Sophomore Mya Bartels, who is objectively the most extroverted person this side of the Mississippi, has had to make changes to her social life as well as her academic life.

“The stay-at-home order has affected me personally because I’m an extrovert, and not being able to see people and talk to anyone besides my family has been really hard,” Bartels said.

On the other hand, some people, like sophomore Corban Fouse, are a little less socially frustrated by the stay-at-home order.

“I don’t really care, honestly,” Fouse said. “It’s just gaming season, man.”

While everybody is impacted by the current orders, isolation looks different for everyone. For instance, Mays tends to spend a good deal of time outside.

“I’ll take my dog for a walk, maybe shoot the bow… things like that,” Mays said. “I’ll play the guitar now and then as well. Anything beats playing Monopoly for the eight thousandth time.”
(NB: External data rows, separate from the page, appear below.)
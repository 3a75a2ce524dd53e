// 该文件是 Tuili （推理） 项目的一部分。
// src/backend.rs - 推理后端接口
//
// 本文件根据 Apache 许可证第 2.0 版（以下简称“许可证”）授权使用；
// 除非遵守该许可证条款，否则您不得使用本文件。
// 您可通过以下网址获取许可证副本：
// http://www.apache.org/licenses/LICENSE-2.0
// 除非适用法律要求或书面同意，根据本许可协议分发的软件均按“原样”提供，
// 不附带任何形式的明示或暗示的保证或条件。
// 有关许可权限与限制的具体条款，请参阅本许可协议。
//
// Copyright (C) 2026 Johann Li <me@qinka.pro>, Wareless Group

use ndarray::ArrayView4;

use crate::{
  error::TaskError,
  tensor::{OutputTensor, TensorKey},
};

/// 可按序号或名称读取的模型输出
pub trait ModelOutputs {
  /// 张量不存在时返回 `None`
  fn output(&self, key: &TensorKey) -> Option<OutputTensor<'_>>;

  fn require_output(&self, key: &TensorKey) -> Result<OutputTensor<'_>, TaskError> {
    self
      .output(key)
      .ok_or_else(|| TaskError::incompatible(format!("模型缺少输出 {}", key)))
  }
}

/// 外部推理后端：同步、阻塞地执行已编译的模型
pub trait InferenceBackend: ModelOutputs {
  type Error: std::error::Error + Send + Sync + 'static;

  /// 模型输入维度，通常为 (N, C, H, W)
  fn input_shape(&self) -> Result<Vec<usize>, Self::Error>;

  /// 执行推理，输入张量在调用期间保持有效
  fn infer(&mut self, input: ArrayView4<'_, f32>) -> Result<(), Self::Error>;
}

mod memory;
pub use self::memory::{MemoryBackend, MemoryBackendError};
// 该文件是 Tuili （推理） 项目的一部分。
// src/postprocess/argmax.rs - 分类后处理
//
// 本文件根据 Apache 许可证第 2.0 版（以下简称“许可证”）授权使用；
// 除非遵守该许可证条款，否则您不得使用本文件。
// 您可通过以下网址获取许可证副本：
// http://www.apache.org/licenses/LICENSE-2.0
// 除非适用法律要求或书面同意，根据本许可协议分发的软件均按“原样”提供，
// 不附带任何形式的明示或暗示的保证或条件。
// 有关许可权限与限制的具体条款，请参阅本许可协议。
//
// Copyright (C) 2026 Johann Li <me@qinka.pro>, Wareless Group

use tracing::debug;

use crate::{
  backend::ModelOutputs,
  error::TaskError,
  model::Classification,
  postprocess::Postprocess,
  tensor::{ModelShape, TensorKey},
};

/// 取概率向量的最大值作为分类结果
#[derive(Debug, Clone, PartialEq)]
pub struct ArgMax {
  pub scores: TensorKey,
}

impl Default for ArgMax {
  fn default() -> Self {
    Self {
      scores: TensorKey::Index(0),
    }
  }
}

impl ArgMax {
  pub fn with_output(mut self, scores: TensorKey) -> Self {
    self.scores = scores;
    self
  }
}

impl Postprocess for ArgMax {
  type Output = Classification;

  fn postprocess<O: ModelOutputs + ?Sized>(
    &self,
    outputs: &O,
    _shape: &ModelShape,
    _frame_size: (usize, usize),
  ) -> Result<Self::Output, TaskError> {
    let tensor = outputs.require_output(&self.scores)?;
    let scores = tensor.f32_row_major(&self.scores)?;

    let mut best: Option<(usize, f32)> = None;
    for (idx, &score) in scores.iter().enumerate() {
      if best.is_none_or(|(_, b)| score > b) {
        best = Some((idx, score));
      }
    }
    let (label, confidence) =
      best.ok_or_else(|| TaskError::incompatible(format!("分类输出 {} 为空", self.scores)))?;

    debug!("分类结果: {} ({:.4})", label, confidence);
    Ok(Classification {
      label: label as u32,
      confidence,
    })
  }
}
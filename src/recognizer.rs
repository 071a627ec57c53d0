//! Recognizer seam.
//!
//! The acoustic/language model is an external capability: it asynchronously
//! yields cumulative hypotheses and a final flag. This crate only defines the
//! trait boundary; production wires a platform recognizer, tests wire a
//! scripted one.

use crate::error::Result;
use async_trait::async_trait;
use tokio::sync::mpsc;

/// One result from the streaming recognizer.
#[derive(Debug, Clone, PartialEq, Eq)]
pub enum RecognitionResult {
    /// A transcription snapshot. `text` is the full hypothesis so far
    /// (cumulative, not incremental); `is_final` marks the recognizer's
    /// definitive result for the current utterance.
    Hypothesis { text: String, is_final: bool },
    /// Terminal recognizer failure. The session tears down; no further
    /// results arrive on this stream.
    Error { message: String },
}

impl RecognitionResult {
    /// Convenience constructor for a partial hypothesis.
    pub fn partial(text: impl Into<String>) -> Self {
        Self::Hypothesis {
            text: text.into(),
            is_final: false,
        }
    }

    /// Convenience constructor for a final hypothesis.
    pub fn final_text(text: impl Into<String>) -> Self {
        Self::Hypothesis {
            text: text.into(),
            is_final: true,
        }
    }
}

/// Streaming speech recognizer capability.
///
/// Implementations must tolerate repeated `stop()` calls, including a
/// `stop()` with no active recognition — the engine calls it on every
/// teardown path.
#[async_trait]
pub trait SpeechRecognizer: Send + Sync {
    /// Whether recognition is available on this host (delegated capability
    /// check; the engine refuses to start when false).
    fn is_supported(&self) -> bool;

    /// Starts a recognition stream and returns its result channel.
    ///
    /// Must either fully start or fail with no residual state.
    async fn start(&self) -> Result<mpsc::Receiver<RecognitionResult>>;

    /// Cancels any outstanding recognition work. Idempotent.
    async fn stop(&self);
}

#[cfg(test)]
mod tests {
    use super::*;

    #[test]
    fn test_partial_constructor() {
        let result = RecognitionResult::partial("こん");
        assert_eq!(
            result,
            RecognitionResult::Hypothesis {
                text: "こん".to_string(),
                is_final: false,
            }
        );
    }

    #[test]
    fn test_final_constructor() {
        let result = RecognitionResult::final_text("こんにちは");
        assert!(matches!(
            result,
            RecognitionResult::Hypothesis { is_final: true, .. }
        ));
    }
}
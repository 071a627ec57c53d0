//! Utterance identity and lifecycle.
//!
//! One utterance spans continuous speech from onset to finalize, tracked by
//! a monotonically increasing id. The id counter is shared across sessions
//! so ids are never reused within a process lifetime. A refractory window
//! after each close suppresses onsets triggered by stale trailing
//! recognizer output.

use std::sync::Arc;
use std::sync::atomic::{AtomicU64, Ordering};
use std::time::{Duration, Instant};

/// Lifecycle state of the tracker.
#[derive(Debug, Clone, Copy, PartialEq, Eq)]
pub enum UtteranceState {
    /// No speech in progress.
    Idle,
    /// An utterance is open and accumulating text.
    Active,
    /// Transient: resolving a chunk or a drop within the current event step.
    Finalizing,
}

/// Record for one open utterance.
#[derive(Debug, Clone, Copy)]
pub struct Utterance {
    /// Monotonic id, never reused.
    pub id: u64,
    /// Timestamp of the event that opened the utterance.
    pub started_at: Instant,
    /// Timestamp of the most recent text update.
    pub last_text_at: Instant,
}

/// Owns utterance state transitions and id allocation.
#[derive(Debug)]
pub struct UtteranceTracker {
    state: UtteranceState,
    current: Option<Utterance>,
    next_id: Arc<AtomicU64>,
    refractory: Duration,
    refractory_until: Option<Instant>,
}

impl UtteranceTracker {
    /// Creates a tracker drawing ids from the shared counter.
    pub fn new(next_id: Arc<AtomicU64>, refractory: Duration) -> Self {
        Self {
            state: UtteranceState::Idle,
            current: None,
            next_id,
            refractory,
            refractory_until: None,
        }
    }

    /// Current lifecycle state.
    pub fn state(&self) -> UtteranceState {
        self.state
    }

    /// True while an utterance is Active or Finalizing.
    pub fn is_open(&self) -> bool {
        matches!(
            self.state,
            UtteranceState::Active | UtteranceState::Finalizing
        )
    }

    /// The open utterance record, if any.
    pub fn current(&self) -> Option<&Utterance> {
        self.current.as_ref()
    }

    /// Attempts to open a new utterance at the triggering event's time.
    ///
    /// Returns `None` without side effects when one is already open or when
    /// `at` falls inside the refractory window — the caller must drop the
    /// triggering event entirely in that case.
    pub fn try_open(&mut self, at: Instant) -> Option<Utterance> {
        if self.state != UtteranceState::Idle {
            return None;
        }
        if let Some(until) = self.refractory_until
            && at < until
        {
            return None;
        }

        let utterance = Utterance {
            id: self.next_id.fetch_add(1, Ordering::Relaxed),
            started_at: at,
            last_text_at: at,
        };
        self.state = UtteranceState::Active;
        self.current = Some(utterance);
        Some(utterance)
    }

    /// Records a text update time on the open utterance.
    pub fn touch_text(&mut self, at: Instant) {
        if let Some(ref mut utterance) = self.current {
            utterance.last_text_at = at;
        }
    }

    /// Moves Active → Finalizing and hands out the utterance record.
    ///
    /// Returns `None` unless an utterance is Active, which is what makes a
    /// late second finalize trigger for the same id a no-op.
    pub fn begin_finalize(&mut self) -> Option<Utterance> {
        if self.state != UtteranceState::Active {
            return None;
        }
        self.state = UtteranceState::Finalizing;
        self.current
    }

    /// Moves Finalizing → Idle and starts the refractory window.
    pub fn close(&mut self, at: Instant) {
        self.state = UtteranceState::Idle;
        self.current = None;
        self.refractory_until = Some(at + self.refractory);
    }

    /// Returns to Idle and clears the refractory window (stop/start).
    pub fn reset(&mut self) {
        self.state = UtteranceState::Idle;
        self.current = None;
        self.refractory_until = None;
    }
}

#[cfg(test)]
mod tests {
    use super::*;

    fn tracker() -> UtteranceTracker {
        UtteranceTracker::new(Arc::new(AtomicU64::new(1)), Duration::from_millis(300))
    }

    #[test]
    fn test_open_allocates_monotonic_ids() {
        let mut t = tracker();
        let now = Instant::now();

        let first = t.try_open(now).unwrap();
        t.begin_finalize().unwrap();
        t.close(now);

        let later = now + Duration::from_secs(1);
        let second = t.try_open(later).unwrap();
        assert!(second.id > first.id);
        assert_eq!(second.id, first.id + 1);
    }

    #[test]
    fn test_ids_survive_tracker_replacement() {
        let counter = Arc::new(AtomicU64::new(1));
        let now = Instant::now();

        let mut first = UtteranceTracker::new(counter.clone(), Duration::ZERO);
        let a = first.try_open(now).unwrap();

        // A new session builds a new tracker over the same counter.
        let mut second = UtteranceTracker::new(counter, Duration::ZERO);
        let b = second.try_open(now).unwrap();
        assert!(b.id > a.id);
    }

    #[test]
    fn test_open_refused_while_active() {
        let mut t = tracker();
        let now = Instant::now();
        assert!(t.try_open(now).is_some());
        assert!(t.try_open(now).is_none());
        assert_eq!(t.state(), UtteranceState::Active);
    }

    #[test]
    fn test_refractory_suppresses_reopen() {
        let mut t = tracker();
        let now = Instant::now();
        t.try_open(now).unwrap();
        t.begin_finalize().unwrap();
        t.close(now);

        // 200ms later: still inside the 300ms window
        assert!(t.try_open(now + Duration::from_millis(200)).is_none());
        assert_eq!(t.state(), UtteranceState::Idle);

        // Past the window: opens normally
        assert!(t.try_open(now + Duration::from_millis(301)).is_some());
    }

    #[test]
    fn test_begin_finalize_only_from_active() {
        let mut t = tracker();
        assert!(t.begin_finalize().is_none());

        let now = Instant::now();
        t.try_open(now).unwrap();
        assert!(t.begin_finalize().is_some());
        // Second attempt for the same utterance is refused
        assert!(t.begin_finalize().is_none());
    }

    #[test]
    fn test_touch_text_updates_record() {
        let mut t = tracker();
        let now = Instant::now();
        t.try_open(now).unwrap();

        let later = now + Duration::from_millis(500);
        t.touch_text(later);
        assert_eq!(t.current().unwrap().last_text_at, later);
        assert_eq!(t.current().unwrap().started_at, now);
    }

    #[test]
    fn test_reset_clears_refractory() {
        let mut t = tracker();
        let now = Instant::now();
        t.try_open(now).unwrap();
        t.begin_finalize().unwrap();
        t.close(now);

        t.reset();
        // Inside what would have been the window, but reset cleared it
        assert!(t.try_open(now + Duration::from_millis(100)).is_some());
    }
}
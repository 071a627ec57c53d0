//! Per-frame loudness estimation.
//!
//! Root-mean-square amplitude per buffer, smoothed with an exponential
//! moving average so single noisy frames don't flip the silence decision.

/// Smoothed loudness estimator.
#[derive(Debug, Clone)]
pub struct EnergyMonitor {
    alpha: f32,
    average: f32,
}

impl EnergyMonitor {
    /// Creates a monitor with the given smoothing factor (0.0 to 1.0).
    pub fn new(alpha: f32) -> Self {
        Self {
            alpha: alpha.clamp(0.0, 1.0),
            average: 0.0,
        }
    }

    /// Folds one frame into the moving average and returns the new value.
    pub fn update(&mut self, samples: &[f32]) -> f32 {
        let rms = calculate_rms(samples);
        self.average = self.average * (1.0 - self.alpha) + rms * self.alpha;
        // Degenerate alpha or sample values must not poison later frames.
        if !self.average.is_finite() {
            self.average = 0.0;
        }
        self.average
    }

    /// Current smoothed energy.
    pub fn average(&self) -> f32 {
        self.average
    }

    /// Resets the average to zero (stop/start and post-finalize).
    pub fn reset(&mut self) {
        self.average = 0.0;
    }
}

/// Calculates the Root Mean Square (RMS) of float audio samples.
///
/// Returns 0.0 for an empty buffer and collapses non-finite results
/// (NaN/Inf from corrupt capture data) to 0.0 — silence is always the
/// safe interpretation.
pub fn calculate_rms(samples: &[f32]) -> f32 {
    if samples.is_empty() {
        return 0.0;
    }

    let sum_squares: f64 = samples.iter().map(|&s| (s as f64) * (s as f64)).sum();
    let rms = (sum_squares / samples.len() as f64).sqrt() as f32;
    if rms.is_finite() { rms } else { 0.0 }
}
Others, like Fouse, prefer to stay inside and utilize isolation for much-needed video game time. 

“I’m pretty sure I’ve beaten every Mario Kart’= world record at this point,” Fouse said. “I’m not sure whether to be proud or ashamed, honestly.”

All in all, no matter what you do or how you spend your time, make the best of this “new normal” and spend this free time doing things you enjoy. Through it all, just keep in mind that, while this is our current normal, life will soon return to its former state. We’ll all get back out there with our friends eventually.